Saved entries:
————
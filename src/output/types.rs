// src/output/types.rs
//! Type definitions for output operations.
//!
//! This module defines immutable types for planning and executing
//! output operations following data-oriented design principles.

use clap::ValueEnum;
use std::path::PathBuf;

/// How exported conversations are laid out on disk.
#[derive(Debug, Clone, Copy, PartialEq, Eq, Default, ValueEnum)]
pub enum OutputMode {
    /// One file per conversation plus an index
    #[default]
    Individual,
    /// A single document holding the index and every conversation
    Combined,
    /// Individual files for small exports, one combined document above the limit
    Auto,
}

impl OutputMode {
    /// Whether `conversations` successes should go into combined documents.
    pub fn combines(&self, conversations: usize, combine_above: usize) -> bool {
        match self {
            OutputMode::Individual => false,
            OutputMode::Combined => true,
            OutputMode::Auto => conversations > combine_above,
        }
    }
}

/// Represents a complete output plan.
#[derive(Debug, Clone, Default)]
pub struct OutputPlan {
    /// List of operations to perform
    pub operations: Vec<DeliveryTarget>,
}

impl OutputPlan {
    /// Creates a new empty output plan.
    pub fn new() -> Self {
        Self::default()
    }

    /// Adds an operation to the plan.
    pub fn with_operation(mut self, operation: DeliveryTarget) -> Self {
        self.operations.push(operation);
        self
    }

    pub fn push(&mut self, operation: DeliveryTarget) {
        self.operations.push(operation);
    }
}

/// Represents a single output operation.
#[derive(Debug, Clone, PartialEq)]
pub enum DeliveryTarget {
    /// Write content to a file
    WriteFile { path: PathBuf, content: String },
    /// Create a directory
    CreateDirectory { path: PathBuf },
    /// Print to stdout
    PrintToStdout { content: String },
}

/// Result of executing an output plan.
#[derive(Debug, Clone, Default)]
pub struct OutputReport {
    /// Successfully completed operations
    pub completed: Vec<CompletedOperation>,
    /// Failed operations with errors
    pub failed: Vec<FailedOperation>,
    /// Execution statistics
    pub stats: ExecutionStats,
}

impl OutputReport {
    /// Creates a new empty report.
    pub fn new() -> Self {
        Self::default()
    }

    /// Adds a completed operation to the report.
    pub fn with_completed(mut self, operation: CompletedOperation) -> Self {
        self.stats.operations_completed += 1;
        self.stats.bytes_written += operation.bytes_written;
        self.completed.push(operation);
        self
    }

    /// Adds a failed operation to the report.
    pub fn with_failed(mut self, operation: FailedOperation) -> Self {
        self.stats.operations_failed += 1;
        self.failed.push(operation);
        self
    }

    /// Folds another report into this one.
    pub fn merge(&mut self, other: OutputReport) {
        self.stats.operations_completed += other.stats.operations_completed;
        self.stats.operations_failed += other.stats.operations_failed;
        self.stats.bytes_written += other.stats.bytes_written;
        self.stats.total_duration_ms += other.stats.total_duration_ms;
        self.completed.extend(other.completed);
        self.failed.extend(other.failed);
    }

    /// Checks if all operations succeeded.
    pub fn is_success(&self) -> bool {
        self.failed.is_empty()
    }

    /// Paths of every file written.
    pub fn written_files(&self) -> Vec<PathBuf> {
        self.completed
            .iter()
            .filter_map(|done| match &done.operation {
                DeliveryTarget::WriteFile { path, .. } => Some(path.clone()),
                _ => None,
            })
            .collect()
    }

    /// Converts failed operations into an error.
    pub fn into_result(self) -> Result<Self, crate::error::AppError> {
        if self.is_success() {
            Ok(self)
        } else {
            Err(crate::error::AppError::DeliveryFailed {
                failures: self.failed.iter().map(|f| f.error.clone()).collect(),
            })
        }
    }
}

/// A successfully completed operation.
#[derive(Debug, Clone)]
pub struct CompletedOperation {
    pub operation: DeliveryTarget,
    pub bytes_written: usize,
    pub duration_ms: u64,
}

/// A failed operation with error information.
#[derive(Debug, Clone)]
pub struct FailedOperation {
    pub operation: DeliveryTarget,
    pub error: String,
}

/// Execution statistics.
#[derive(Debug, Clone, Default)]
pub struct ExecutionStats {
    pub operations_completed: usize,
    pub operations_failed: usize,
    pub bytes_written: usize,
    pub total_duration_ms: u64,
}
————
YOUR GOAL: Find every line of the data that holds the string "OutputReport", then say how many there are and nothing else.

ANSWER TO THIS TASK: 3